春節「日本に行くのやめた」中国人達が"集まる国" 人気の旅行先だったが手強い競合が現れる
東洋経済オンライン / 2024年2月9日 11時20分
アドラの日本行きクルーズ旅行を申し込んでいる人の多くは、話題の国産クルーズ船に乗ることが第一の目的だ。国慶節や春節の長期休暇の前には、検索数に基づいた「人気の旅行先」や旅行のトレンドに関する情報が多く出るが、今春節では日本に関する言及はあまり目立たない。
日本では中国の景気が減速しているから海外旅行を控えている、という分析も散見されるが、中国では「休暇が長いから海外に出かける」「一方で、景気がいまいちだから近場の海外が人気」というデータが多い。だったら日本はドンピシャのはずなのだが……。
処理水問題の影響払拭されず
日本旅行が盛り上がらない理由の1つは、処理水問題の影響が払拭されていないことだ。
東京電力福島第一原子力発電所が昨年8月下旬から処理水を海洋放出したことで、中国で激しい日本叩きが起きたことは記憶に新しい。海産物でなく肌につける化粧品など幅広い日本製品が中国人消費者に忌避され、その流れのまま10月の国慶節休暇に突入した。
もちろん、日本バッシングが起きているとしても、過去に日本を旅行したことがあるリピーターは以前と変わらず日本に行きたがっているという声は多い。だが、リスクを恐れ、中国では日本ブランドのマーケティングが縮小している。
2023年1~9月期連結決算で中国市場の業績が大きく悪化した資生堂とポーラ・オルビスホールディングスはいずれも、ライブコマースやインフルエンサーを起用したプロモーションの取りやめで、新規顧客獲得に苦戦していると説明した。

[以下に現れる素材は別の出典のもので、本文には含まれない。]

//! Configuration module for circuit-vis
//!
//! Settings are read from a TOML file. Lookup order:
//!
//! 1. an explicit path (`--config`)
//! 2. `circuit-vis.toml` in the working directory
//! 3. the platform config directory under `dev.circuit-vis`:
//!    - **Linux**: `~/.config/dev.circuit-vis/config.toml`
//!    - **macOS**: `~/Library/Application Support/dev.circuit-vis/config.toml`
//!    - **Windows**: `%APPDATA%\dev.circuit-vis\config.toml`
//!
//! Missing files fall back to defaults. An explicit path that cannot be read
//! is an error.
//!
//! # Example
//!
//! ```toml
//! [graph]
//! rankdir = "LR"
//! node_shape = "rectangle"
//!
//! [sinks]
//! gormanium = "Gormanium concentrate"
//!
//! [render]
//! weight_precision = 3
//! legend = false
//! ```

pub mod settings;

pub use settings::*;

use crate::error::{CircuitError, Result};
use serde::{Deserialize, Serialize};
use std::path::{Path, PathBuf};

/// Application identifier for config directories
pub const APP_ID: &str = "dev.circuit-vis";

/// Config filename inside the app config directory
pub const CONFIG_FILE: &str = "config.toml";

/// Config filename looked up in the working directory
pub const LOCAL_CONFIG_FILE: &str = "circuit-vis.toml";

/// Get the application config directory path
pub fn app_config_dir() -> Option<PathBuf> {
    dirs_next::config_dir().map(|p| p.join(APP_ID))
}

/// Candidate config paths in lookup order, excluding an explicit path
pub fn default_config_paths() -> Vec<PathBuf> {
    let mut paths = vec![PathBuf::from(LOCAL_CONFIG_FILE)];
    if let Some(dir) = app_config_dir() {
        paths.push(dir.join(CONFIG_FILE));
    }
    paths
}

/// Complete application configuration
#[derive(Debug, Clone, PartialEq, Default, Serialize, Deserialize)]
pub struct AppConfig {
    #[serde(default)]
    pub graph: GraphSettings,

    #[serde(default)]
    pub sinks: SinkNames,

    #[serde(default)]
    pub render: RenderSettings,
}

impl AppConfig {
    /// Parse a TOML document
    pub fn from_toml(content: &str) -> Result<Self> {
        toml::from_str(content)
            .map_err(|e| CircuitError::Config(format!("Failed to parse config: {}", e)))
    }

    /// Load a config file from disk
    pub fn load(path: impl AsRef<Path>) -> Result<Self> {
        let path = path.as_ref();
        let content = std::fs::read_to_string(path).map_err(|e| {
            CircuitError::Config(format!("Failed to read config file {:?}: {}", path, e))
        })?;

        Self::from_toml(&content).map_err(|e| e.with_context(format!("{:?}", path)))
    }

    /// Resolve the configuration for a run.
    ///
    /// An explicit path must load. Otherwise the first default location that
    /// exists is used, and a broken file there only produces a warning.
    pub fn resolve(explicit: Option<&Path>) -> Result<Self> {
        if let Some(path) = explicit {
            return Self::load(path);
        }

        match default_config_paths().into_iter().find(|p| p.exists()) {
            Some(path) => {
                tracing::debug!("Loading config from {:?}", path);
                Ok(Self::load(&path).unwrap_or_else(|e| {
                    tracing::warn!("Failed to load config, using defaults: {}", e);
                    Self::default()
                }))
            }
            None => Ok(Self::default()),
        }
    }

    /// Save the config to disk as TOML
    pub fn save(&self, path: impl AsRef<Path>) -> Result<()> {
        let path = path.as_ref();

        if let Some(parent) = path.parent().filter(|p| !p.as_os_str().is_empty()) {
            std::fs::create_dir_all(parent).map_err(|e| {
                CircuitError::Config(format!("Failed to create config directory: {}", e))
            })?;
        }

        let content = toml::to_string_pretty(self)
            .map_err(|e| CircuitError::Config(format!("Failed to serialize config: {}", e)))?;

        std::fs::write(path, content).map_err(|e| {
            CircuitError::Config(format!("Failed to write config file {:?}: {}", path, e))
        })
    }

    /// Pretty JSON view of the effective configuration
    pub fn to_json(&self) -> Result<String> {
        serde_json::to_string_pretty(self)
            .map_err(|e| CircuitError::Config(format!("Failed to serialize config: {}", e)))
    }
}
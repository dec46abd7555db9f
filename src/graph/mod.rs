//! Circuit graph model.
//!
//! Both front ends (the circuit vector decoder and the text grammar parser)
//! build a [`GraphModel`]; renderers only ever see the [`GraphSnapshot`] it
//! produces.
//!
//! ```text
//! [CircuitVectorDecoder] ──┐
//!                          ├──► [GraphModel] ──► snapshot() ──► [GraphRenderer]
//! [CircuitTextParser] ─────┘
//! ```

pub mod attr;
pub mod id;
pub mod key;
pub mod model;
pub mod snapshot;

pub use attr::{Color, EdgeAttributes, NodeAttributes, Port, Shape, StreamKind};
pub use id::{EdgeId, NodeId};
pub use key::{NodeKey, Sink, UnitRef};
pub use model::{Edge, GraphModel, IdAmbiguity, Node};
pub use snapshot::{EdgeRecord, GraphSnapshot, NodeRecord};
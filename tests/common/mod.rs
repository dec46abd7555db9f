//! Common test utilities and helpers

#![allow(dead_code)] // Test utilities may not all be used in every test file

pub mod builders;

use circuit_vis::graph::{EdgeRecord, GraphSnapshot};
use std::io::Write;
use tempfile::NamedTempFile;

/// The sample circuit used throughout the docs
pub const SAMPLE_VECTOR: [u32; 13] = [0, 3, 1, 3, 2, 3, 5, 4, 7, 6, 3, 3, 8];

/// Write `contents` to a fresh temporary file
pub fn temp_file(contents: &str) -> NamedTempFile {
    let mut file = NamedTempFile::new().expect("Failed to create temp file");
    file.write_all(contents.as_bytes())
        .expect("Failed to write temp file");
    file
}

/// Edges of `snapshot` running from `from` to `to`
pub fn edges_between<'a>(snapshot: &'a GraphSnapshot, from: &str, to: &str) -> Vec<&'a EdgeRecord> {
    snapshot
        .edges
        .iter()
        .filter(|e| e.from == from && e.to == to)
        .collect()
}

/// Assert two floats are approximately equal
pub fn assert_float_eq(a: f64, b: f64, epsilon: f64) {
    assert!(
        (a - b).abs() < epsilon,
        "Expected {} to be approximately equal to {} (epsilon: {})",
        a,
        b,
        epsilon
    );
}
//! Flowchart generation job.
//!
//! Ties one input source, the configuration and a renderer together:
//!
//! ```text
//! CircuitSource ──► decoder / parser ──► GraphModel ──► decorations ──► GraphRenderer
//! ```

use crate::circuit::{decorate, CircuitData, CircuitVector, CircuitVectorDecoder, LegendOptions};
use crate::config::AppConfig;
use crate::error::{Result, ResultExt};
use crate::graph::{GraphModel, NodeKey};
use crate::render::{DotRenderer, GraphRenderer, JsonRenderer, OutputFormat};
use crate::text::CircuitTextParser;
use std::path::PathBuf;

/// Where a circuit description comes from.
#[derive(Debug, Clone, PartialEq)]
pub enum CircuitSource {
    /// Literal circuit vector
    Vector(Vec<u32>),
    /// Two-line vector/weights data file
    DataFile(PathBuf),
    /// Text grammar document
    Text(String),
    /// Text grammar file
    TextFile(PathBuf),
}

/// Builds and renders one flowchart.
pub struct FlowchartJob<'a> {
    config: &'a AppConfig,
}

impl<'a> FlowchartJob<'a> {
    pub fn new(config: &'a AppConfig) -> Self {
        Self { config }
    }

    /// Renderer for `format`, configured from the job's settings.
    pub fn renderer(&self, format: OutputFormat) -> Box<dyn GraphRenderer> {
        match format {
            OutputFormat::Dot => Box::new(DotRenderer::new(
                self.config.graph.clone(),
                self.config.render.weight_precision,
            )),
            OutputFormat::Json => Box::new(JsonRenderer),
        }
    }

    /// Decode or parse `source` and apply decorations.
    pub fn build_model(&self, source: &CircuitSource) -> Result<GraphModel> {
        let (mut model, vector) = match source {
            CircuitSource::Vector(values) => {
                let vector = CircuitVector::new(values.clone())?;
                (CircuitVectorDecoder::decode_vector(&vector)?, Some(vector))
            }
            CircuitSource::DataFile(path) => {
                let data = CircuitData::load(path)?;
                let model = match &data.weights {
                    Some(weights) => CircuitVectorDecoder::decode_weighted(&data.vector, weights),
                    None => CircuitVectorDecoder::decode_vector(&data.vector),
                }
                .with_context(|| format!("Failed to decode {}", path.display()))?;
                (model, Some(data.vector))
            }
            CircuitSource::Text(text) => (CircuitTextParser::parse_str(text), None),
            CircuitSource::TextFile(path) => {
                let text = std::fs::read_to_string(path)
                    .with_context(|| format!("Failed to read circuit text {}", path.display()))?;
                (CircuitTextParser::parse_str(&text), None)
            }
        };

        for (sink, name) in self.config.sinks.renamed() {
            let key = NodeKey::Sink(sink);
            if model.node_id(&key).is_some() {
                model.set_label_override(key, name);
            }
        }

        decorate(
            &mut model,
            vector.as_ref(),
            LegendOptions {
                caption: self.config.render.show_vector_caption,
                legend: self.config.render.legend,
            },
        );

        Ok(model)
    }

    /// Build the model for `source` and hand its snapshot to `renderer`.
    pub fn run(&self, source: &CircuitSource, renderer: &dyn GraphRenderer) -> Result<Vec<u8>> {
        let model = self.build_model(source)?;
        let snapshot = model.snapshot();
        tracing::info!(
            "Rendering {} nodes and {} edges as {}",
            snapshot.nodes.len(),
            snapshot.edges.len(),
            renderer.extension()
        );
        renderer.render(&snapshot)
    }
}
//! Pagination parameters and page results.
//!
//! Page numbers are 1-based, with page 0 treated as page 1. A page size of 0
//! selects [`DEFAULT_PAGE_SIZE`]. The resulting skip is decremented by one
//! whenever it is positive, so consecutive pages overlap by one row:
//!
//! | page_size | page_number | skip | limit |
//! |-----------|-------------|------|-------|
//! | 2         | 0           | 0    | 2     |
//! | 2         | 1           | 0    | 2     |
//! | 2         | 2           | 1    | 2     |
//! | 2         | 3           | 3    | 2     |
//! | 0         | 2           | 9    | 10    |

use serde::{Deserialize, Serialize};

use crate::error::{StoreError, StoreResult};

/// Page size used when a request asks for a page size of 0.
pub const DEFAULT_PAGE_SIZE: i64 = 10;

/// Paging parameters exactly as the caller supplied them.
#[derive(Serialize, Deserialize, Debug, Clone, Copy, PartialEq, Eq, Default)]
#[serde(rename_all = "camelCase")]
pub struct PageRequest {
    /// Rows per page; 0 selects the default.
    #[serde(default)]
    pub page_size: i64,
    /// 1-based page number; 0 behaves like 1.
    #[serde(default)]
    pub page_number: i64,
}

/// Skip/limit pair handed to the store.
#[derive(Debug, Clone, Copy, PartialEq, Eq)]
pub struct PageWindow {
    /// Leading matches to discard.
    pub skip: u64,
    /// Maximum matches to return.
    pub limit: u64,
}

impl PageRequest {
    pub fn new(page_size: i64, page_number: i64) -> Self {
        Self { page_size, page_number }
    }

    /// Resolves this request into the skip/limit pair sent to the store.
    ///
    /// # Errors
    ///
    /// Returns [`StoreError::Validation`] for a negative page size or page number,
    /// or when the skip does not fit the store's range.
    pub fn window(&self) -> StoreResult<PageWindow> {
        if self.page_size < 0 {
            return Err(StoreError::Validation(format!(
                "page size must not be negative, got {}",
                self.page_size
            )));
        }
        if self.page_number < 0 {
            return Err(StoreError::Validation(format!(
                "page number must not be negative, got {}",
                self.page_number
            )));
        }

        let limit = match self.page_size {
            0 => DEFAULT_PAGE_SIZE,
            size => size,
        };

        let mut skip = (self.page_number - 1)
            .max(0)
            .checked_mul(limit)
            .ok_or_else(|| {
                StoreError::Validation(format!(
                    "page {} of size {} is out of range",
                    self.page_number, limit
                ))
            })?;

        if skip > 0 {
            skip -= 1;
        }

        Ok(PageWindow {
            skip: skip as u64,
            limit: limit as u64,
        })
    }
}

/// One page of results together with the paging parameters that produced it.
///
/// There is no total count: callers learn whether more rows exist only by
/// requesting the next page.
#[derive(Serialize, Deserialize, Debug, Clone, PartialEq)]
#[serde(rename_all = "camelCase")]
pub struct Page<T> {
    pub items: Vec<T>,
    pub page_size: i64,
    pub page_number: i64,
}

impl<T> Page<T> {
    pub fn new(items: Vec<T>, request: PageRequest) -> Self {
        Self {
            items,
            page_size: request.page_size,
            page_number: request.page_number,
        }
    }

    /// Returns `true` if this page holds no items.
    pub fn is_empty(&self) -> bool {
        self.items.is_empty()
    }
}
//! Typed document-repository layer over a pluggable document store.
//!
//! This crate is the core of the jobstore project and provides:
//!
//! - **Entity traits** ([`document`]) - Defining and serializing stored entities
//! - **Store capability** ([`backend`]) - The narrow interface a backend implements
//! - **Predicates and queries** ([`query`]) - A store-independent filter algebra
//! - **Pagination** ([`page`]) - Page requests, skip/limit windows and result pages
//! - **Connections** ([`connection`]) - Construct-once connection provider and execution context
//! - **Typed collections** ([`collection`]) - Entity-typed CRUD and paged queries
//! - **Error handling** ([`error`]) - The error taxonomy shared by every layer
//!
//! # Example
//!
//! ```ignore
//! use jobstore_core::{connection::ConnectionProvider, query::Filter};
//! use std::time::Duration;
//!
//! let provider = ConnectionProvider::new();
//! let connection = provider.init(InMemoryStore::builder(), Duration::from_secs(5)).await?;
//! let users = connection.typed_collection::<User>();
//!
//! let id = users.add_single(User { id: None, username: "ada".into() }).await?;
//! let page = users.get(Filter::eq("username", "ada"), 10, 1).await?;
//! ```

#[allow(unused_extern_crates)]
extern crate self as jobstore_core;

pub mod backend;
pub mod collection;
pub mod connection;
pub mod document;
pub mod error;
pub mod page;
pub mod query;

#[cfg(test)]
mod testing;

アリババグループも昨年11月の独身の日セールでは、中国の消費者向けに日本ブランドの売り込みを控えていた。(過去記事:中国「独身の日セール」日本ブランド大苦戦の深刻)
海外旅行でも同じことが起きている。日本に行きたい人向けには旅行商品を販売しているが、積極的なプロモーションは仕掛けにくい状況が続いており、その結果、日本旅行に関する情報が消費者に届きにくくなっているようだ。
「日本に行くのは今じゃない」
しかし処理水問題も、今回の春節で海外旅行先として日本人気が低下している最大の要因ではない。より大きな理由は競合の台頭だ。
中国のSNSや検索サイトで「春節」「海外旅行」と検索すると、上位にはシンガポール、マレーシア、タイをまとめた「新馬泰」という言葉が並ぶ。
大学生の娘を持つ上海在住の会社員女性(40代)は、昨年9月に「国慶節は娘の大学合格祝いを兼ねて日本に家族旅行しようと思っていたけど、航空券が高すぎてやめた。春節のときに行く」と話していたが、春節直前に「英語も中国語も通じるし、ビザもいらなくなったから」と旅行先をシンガポールに変更した。